Ahead of Florida’s hurricane season, the state Office of Insurance Regulation (OIR) has authorized a request for $1.25 billion in credit lines for the state-backed Citizen’s Property Insurance Corporation. The order, signed by Yaworsky, grants $750 million in credit with Bank of America and $500 million with Wells Fargo.
According to the authorization, Citizens will be permitted to use the money, if needed, to help pay claims and expenses for personal lines accounts through a Revolving Credit Agreement, which includes homeowners’ policies.
As part of the authorization, the OIR is requiring Citizens to provide the state with quarterly updates on amounts borrowed, amounts used to settle claims and associated costs, amounts repaid, and amounts expected to be levied for debt repayment.
“The purpose of the lines of credit is to provide the personal lines account with needed liquidity in preparation for the 2023 hurricane season,” reads the order. “As a result, the Lines of Credit will enable Citizens to efficiently meet its financial obligations.”
Further, the Citizens Board of Governors earlier this year internally sanctioned a proposal that grants organizational leaders the opportunity to petition the OIR for authorization to implement a 14.2 percent hike in insurance expenses.

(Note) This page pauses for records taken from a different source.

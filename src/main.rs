use clap::Parser;
use std::process::ExitCode;
use symplectic::cli::{self, Args};
use tracing::{error, info};
use tracing_subscriber::{EnvFilter, fmt, prelude::*};

fn init_logging(verbose: bool) {
    let filter = if verbose {
        EnvFilter::new("debug")
    } else {
        EnvFilter::try_from_default_env().unwrap_or_else(|_| EnvFilter::new("info"))
    };

    tracing_subscriber::registry()
        .with(filter)
        .with(fmt::layer().with_target(false))
        .init();
}

fn main() -> ExitCode {
    let args = Args::parse();
    init_logging(args.verbose);

    if args.list_integrators {
        cli::handle_list_integrators();
        return ExitCode::SUCCESS;
    }

    if let Some(name) = &args.print_plan {
        return match cli::print_plan(name) {
            Ok(()) => ExitCode::SUCCESS,
            Err(err) => {
                error!("{err}");
                ExitCode::FAILURE
            }
        };
    }

    let result = cli::load_and_apply_config(&args).and_then(|config| cli::run(&config));
    match result {
        Ok(written) => {
            info!("Wrote {} result files", written.len());
            ExitCode::SUCCESS
        }
        Err(err) => {
            error!("{err}");
            ExitCode::FAILURE
        }
    }
}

According to the group, the recommended rates for 2023 call for a statewide average increase on all personal lines policies including homes, condominium units, dwellings, renters, and mobile homes due to inflation in the construction market.
Specifically, homeowner policy rates would increase by an average of 13.9 percent while condo owners would see an average 14.6 percent increase. If approved by the Office of Insurance Regulation, the 2023 rates would go into effect for new and renewal personal residential policies beginning November 1.